Report only the number of lines in this material that include "core".

'''

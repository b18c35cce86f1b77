//! Workspace preconditions for async storage
//!
//! Decides whether provisioning applies to a workspace at all, and whether
//! its configuration allows it. Pure: no I/O, no warnings recorded here.

use std::collections::BTreeMap;

use crate::constants::{COMMON_STRATEGY, INVALID_CONFIGURATION_WARNING_CODE};
use crate::workspace::{is_async_persist, is_ephemeral, Warning};

/// Outcome of a successful precondition check
#[derive(Clone, Copy, Debug, PartialEq, Eq)]
pub enum Precondition {
    /// Async storage not requested; provisioning is a no-op
    Skip,
    /// Async storage requested and allowed
    Proceed,
}

/// Reason the workspace configuration rules out async storage
#[derive(Clone, Debug, PartialEq, Eq)]
pub struct Rejection {
    pub code: i32,
    pub message: String,
}

impl Rejection {
    fn invalid(message: String) -> Self {
        Self {
            code: INVALID_CONFIGURATION_WARNING_CODE,
            message,
        }
    }

    /// The warning the caller must record before failing
    pub fn to_warning(&self) -> Warning {
        Warning::new(self.code, self.message.clone())
    }
}

/// Check workspace attributes against the configured PVC strategy
pub fn validate(
    attributes: &BTreeMap<String, String>,
    strategy: &str,
) -> std::result::Result<Precondition, Rejection> {
    if !is_async_persist(attributes) {
        return Ok(Precondition::Skip);
    }

    if strategy != COMMON_STRATEGY {
        return Err(Rejection::invalid(format!(
            "Workspace configuration not valid: Asynchronous storage available only for 'common' PVC strategy, but got {}",
            strategy
        )));
    }

    if !is_ephemeral(attributes) {
        return Err(Rejection::invalid(
            "Workspace configuration not valid: Asynchronous storage available only if attribute 'persistVolumes' set to false"
                .to_string(),
        ));
    }

    Ok(Precondition::Proceed)
}

#[cfg(test)]
mod tests {
    use super::*;

    fn attrs(pairs: &[(&str, &str)]) -> BTreeMap<String, String> {
        pairs
            .iter()
            .map(|(k, v)| (k.to_string(), v.to_string()))
            .collect()
    }

    #[test]
    fn strategy_is_checked_before_ephemeral() {
        // both violated: the strategy message wins
        let result = validate(&attrs(&[("asyncPersist", "true")]), "per-workspace");
        let rejection = result.unwrap_err();
        assert!(rejection.message.contains("but got per-workspace"));
    }

    #[test]
    fn rejection_becomes_warning_with_same_text() {
        let rejection = validate(&attrs(&[("asyncPersist", "true")]), "common").unwrap_err();
        let warning = rejection.to_warning();
        assert_eq!(warning.code, 4200);
        assert_eq!(warning.message, rejection.message);
        assert!(warning.message.contains("'persistVolumes' set to false"));
    }
}
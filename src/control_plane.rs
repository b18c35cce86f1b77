//! Control-plane access used by the reconciler
//!
//! The reconciler only needs two calls per resource kind: list what exists in
//! a namespace, and create a missing object. Keeping them behind a trait lets
//! the reconciliation logic run against an in-memory cluster in tests.

use std::fmt;

use async_trait::async_trait;
use k8s_openapi::api::core::v1::{ConfigMap, PersistentVolumeClaim, Pod, Service};
use k8s_openapi::NamespaceResourceScope;
use kube::{
    api::{ListParams, ObjectMeta, PostParams},
    Api, Client, Resource, ResourceExt,
};
use serde::{de::DeserializeOwned, Serialize};
use tracing::debug;

use crate::constants::FIELD_MANAGER;
use crate::error::{Error, Result};

/// The four kinds making up an async storage stack, in reconciliation order
#[derive(Clone, Copy, Debug, PartialEq, Eq, Hash, PartialOrd, Ord, Serialize)]
pub enum ResourceKind {
    PersistentVolumeClaim,
    ConfigMap,
    Pod,
    Service,
}

impl fmt::Display for ResourceKind {
    fn fmt(&self, f: &mut fmt::Formatter<'_>) -> fmt::Result {
        let kind = match self {
            ResourceKind::PersistentVolumeClaim => "PersistentVolumeClaim",
            ResourceKind::ConfigMap => "ConfigMap",
            ResourceKind::Pod => "Pod",
            ResourceKind::Service => "Service",
        };
        f.write_str(kind)
    }
}

/// A fully built object ready to be created
#[derive(Clone, Debug)]
pub enum DesiredResource {
    Claim(PersistentVolumeClaim),
    ConfigMap(ConfigMap),
    Pod(Pod),
    Service(Service),
}

impl DesiredResource {
    pub fn kind(&self) -> ResourceKind {
        match self {
            DesiredResource::Claim(_) => ResourceKind::PersistentVolumeClaim,
            DesiredResource::ConfigMap(_) => ResourceKind::ConfigMap,
            DesiredResource::Pod(_) => ResourceKind::Pod,
            DesiredResource::Service(_) => ResourceKind::Service,
        }
    }

    pub fn name(&self) -> String {
        match self {
            DesiredResource::Claim(o) => o.name_any(),
            DesiredResource::ConfigMap(o) => o.name_any(),
            DesiredResource::Pod(o) => o.name_any(),
            DesiredResource::Service(o) => o.name_any(),
        }
    }

    /// Manifest as a JSON value
    pub fn to_value(&self) -> Result<serde_json::Value> {
        let value = match self {
            DesiredResource::Claim(o) => serde_json::to_value(o)?,
            DesiredResource::ConfigMap(o) => serde_json::to_value(o)?,
            DesiredResource::Pod(o) => serde_json::to_value(o)?,
            DesiredResource::Service(o) => serde_json::to_value(o)?,
        };
        Ok(value)
    }
}

/// Namespaced list/create access to the cluster
///
/// `create` must report a name collision as [`Error::AlreadyExists`].
#[async_trait]
pub trait ControlPlane: Send + Sync {
    /// Metadata of every object of `kind` in `namespace`, unfiltered
    async fn list(&self, namespace: &str, kind: ResourceKind) -> Result<Vec<ObjectMeta>>;

    /// Create `resource` in `namespace`
    async fn create(&self, namespace: &str, resource: &DesiredResource) -> Result<()>;
}

/// [`ControlPlane`] talking to the Kubernetes API server
#[derive(Clone)]
pub struct KubeControlPlane {
    client: Client,
}

impl KubeControlPlane {
    pub fn new(client: Client) -> Self {
        Self { client }
    }

    async fn list_meta<K>(&self, namespace: &str) -> Result<Vec<ObjectMeta>>
    where
        K: Resource<Scope = NamespaceResourceScope> + Clone + DeserializeOwned + fmt::Debug,
        K::DynamicType: Default,
    {
        let api: Api<K> = Api::namespaced(self.client.clone(), namespace);
        let list = api.list(&ListParams::default()).await.map_err(Error::from_kube)?;
        Ok(list.items.into_iter().map(|o| o.meta().clone()).collect())
    }

    async fn create_object<K>(&self, namespace: &str, kind: ResourceKind, object: &K) -> Result<()>
    where
        K: Resource<Scope = NamespaceResourceScope>
            + Clone
            + DeserializeOwned
            + Serialize
            + fmt::Debug,
        K::DynamicType: Default,
    {
        let name = object.name_any();
        let api: Api<K> = Api::namespaced(self.client.clone(), namespace);
        let params = PostParams {
            field_manager: Some(FIELD_MANAGER.to_string()),
            ..Default::default()
        };
        api.create(&params, object)
            .await
            .map_err(|e| Error::from_create(e, kind, &name))?;
        debug!(kind = %kind, name = %name, namespace = %namespace, "Created resource");
        Ok(())
    }
}

#[async_trait]
impl ControlPlane for KubeControlPlane {
    async fn list(&self, namespace: &str, kind: ResourceKind) -> Result<Vec<ObjectMeta>> {
        match kind {
            ResourceKind::PersistentVolumeClaim => {
                self.list_meta::<PersistentVolumeClaim>(namespace).await
            }
            ResourceKind::ConfigMap => self.list_meta::<ConfigMap>(namespace).await,
            ResourceKind::Pod => self.list_meta::<Pod>(namespace).await,
            ResourceKind::Service => self.list_meta::<Service>(namespace).await,
        }
    }

    async fn create(&self, namespace: &str, resource: &DesiredResource) -> Result<()> {
        let kind = resource.kind();
        match resource {
            DesiredResource::Claim(o) => self.create_object(namespace, kind, o).await,
            DesiredResource::ConfigMap(o) => self.create_object(namespace, kind, o).await,
            DesiredResource::Pod(o) => self.create_object(namespace, kind, o).await,
            DesiredResource::Service(o) => self.create_object(namespace, kind, o).await,
        }
    }
}
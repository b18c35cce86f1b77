//! Well-known names shared with the backup/restore tooling
//!
//! These strings are a persisted contract: the workspace sidecars locate the
//! storage pod, its service and the SSH config map by these exact names, so
//! only one async storage stack can exist per namespace.

/// Name of the storage pod, its service and the `app` label value
pub const ASYNC_STORAGE: &str = "async-storage";

/// Suffix appended to the namespace to form the config map name
pub const ASYNC_STORAGE_CONFIG: &str = "async-storage-config";

/// Name of the persistent volume claim holding backups
pub const ASYNC_STORAGE_CLAIM: &str = "async-storage-claim";

/// Config map key (and mounted file name) carrying the public SSH key
pub const AUTHORIZED_KEYS: &str = "authorized_keys";

/// Port exposed by the rsync-over-SSH daemon
pub const SERVICE_PORT: i32 = 2222;

/// Service port name
pub const SERVICE_PORT_NAME: &str = "rsync-port";

/// Label key used as pod label and service selector
pub const APP_LABEL: &str = "app";

/// Pod volume backed by the storage claim
pub const STORAGE_VOLUME: &str = "async-storage-data";

/// Pod volume projecting the SSH config map
pub const CONFIG_MAP_VOLUME_NAME: &str = "async-storage-configvolume";

/// Mount path of the backup volume inside the storage container
pub const ASYNC_STORAGE_DATA_PATH: &str = "/var/lib/storage/data/";

/// Mount path of the authorized keys file inside the storage container
pub const SSH_KEY_PATH: &str = "/.ssh/authorized_keys";

/// Memory limit of the storage container
pub const MEMORY_LIMIT: &str = "512Mi";

/// Memory request of the storage container
pub const MEMORY_REQUEST: &str = "256Mi";

/// Name given to a freshly generated SSH key pair
pub const SSH_KEY_NAME: &str = "rsync-via-ssh";

/// Key service under which the rsync key pair is stored
pub const SSH_KEY_SERVICE: &str = "internal";

/// Workspace attribute enabling async storage
pub const ASYNC_PERSIST_ATTRIBUTE: &str = "asyncPersist";

/// Workspace attribute controlling whether workspace volumes are persistent
pub const PERSIST_VOLUMES_ATTRIBUTE: &str = "persistVolumes";

/// The only PVC strategy async storage can run with
pub const COMMON_STRATEGY: &str = "common";

/// Warning code recorded when the workspace configuration rules out async storage
pub const INVALID_CONFIGURATION_WARNING_CODE: i32 = 4200;

/// Warning code recorded when SSH keys cannot be read or generated
pub const NOT_ABLE_TO_PROVISION_SSH_KEYS: i32 = 4200;

pub const NOT_ABLE_TO_PROVISION_SSH_KEYS_MESSAGE: &str = "Not able to provision SSH keys";

/// Field manager used for writes against the API server
pub const FIELD_MANAGER: &str = "async-storage-provisioner";
//! Error types for the async storage provisioner

use thiserror::Error;

use crate::control_plane::ResourceKind;
use crate::ssh::KeyStoreError;

/// Result type alias using the provisioner's Error type
pub type Result<T> = std::result::Result<T, Error>;

/// Provisioner error types
#[derive(Error, Debug)]
pub enum Error {
    /// Workspace configuration rules out async storage
    #[error("{0}")]
    Configuration(String),

    /// SSH key pair could not be read or generated
    #[error("Unable to provision SSH keys: {0}")]
    Credential(#[source] KeyStoreError),

    /// A resource with the same name already exists
    #[error("{kind} '{name}' already exists")]
    AlreadyExists { kind: ResourceKind, name: String },

    /// The control plane rejected our credentials
    #[error("Unauthorized: {0}")]
    Unauthorized(String),

    /// Kubernetes API error
    #[error("Kubernetes API error: {0}")]
    Kube(#[from] kube::Error),

    /// Provisioner configuration error
    #[error("Configuration error: {0}")]
    Config(String),

    /// Serialization error
    #[error("Serialization error: {0}")]
    Serialization(#[from] serde_json::Error),

    /// YAML error
    #[error("YAML error: {0}")]
    Yaml(#[from] serde_yaml::Error),

    /// IO error
    #[error("IO error: {0}")]
    Io(#[from] std::io::Error),
}

impl Error {
    /// Create a workspace configuration error
    pub fn configuration(msg: impl Into<String>) -> Self {
        Error::Configuration(msg.into())
    }

    /// Create a provisioner configuration error
    pub fn config(msg: impl Into<String>) -> Self {
        Error::Config(msg.into())
    }

    /// Classify a failed create call against the API server
    pub fn from_create(err: kube::Error, kind: ResourceKind, name: &str) -> Self {
        match err {
            kube::Error::Api(resp) if resp.code == 409 => Error::AlreadyExists {
                kind,
                name: name.to_string(),
            },
            other => Error::from_kube(other),
        }
    }

    /// Classify any other failed API call
    pub fn from_kube(err: kube::Error) -> Self {
        match err {
            kube::Error::Api(resp) if resp.code == 401 || resp.code == 403 => {
                Error::Unauthorized(resp.message)
            }
            other => Error::Kube(other),
        }
    }

    /// Whether this error reports a uniqueness conflict on create
    pub fn is_already_exists(&self) -> bool {
        matches!(self, Error::AlreadyExists { .. })
    }
}

#[cfg(test)]
mod tests {
    use kube::core::ErrorResponse;

    use super::*;

    fn api_error(code: u16, reason: &str) -> kube::Error {
        kube::Error::Api(ErrorResponse {
            status: "Failure".to_string(),
            message: format!("{} failure", reason),
            reason: reason.to_string(),
            code,
        })
    }

    #[test]
    fn conflict_on_create_is_already_exists() {
        let err = Error::from_create(api_error(409, "AlreadyExists"), ResourceKind::Pod, "async-storage");
        assert!(err.is_already_exists());
        assert_eq!(err.to_string(), "Pod 'async-storage' already exists");
    }

    #[test]
    fn forbidden_is_unauthorized() {
        let err = Error::from_create(api_error(403, "Forbidden"), ResourceKind::Service, "async-storage");
        assert!(matches!(err, Error::Unauthorized(_)));
        assert!(!err.is_already_exists());
    }

    #[test]
    fn other_api_errors_pass_through() {
        let err = Error::from_kube(api_error(500, "InternalError"));
        assert!(matches!(err, Error::Kube(_)));
    }
}
//! SSH key pairs securing the rsync channel
//!
//! The provisioner only needs the public half of a per-owner key pair; the
//! private half is consumed by the workspace sidecar that runs the backups.

mod resolver;
mod secret_store;
mod store;

pub use resolver::*;
pub use secret_store::*;
pub use store::*;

'''

__Answer area__.
2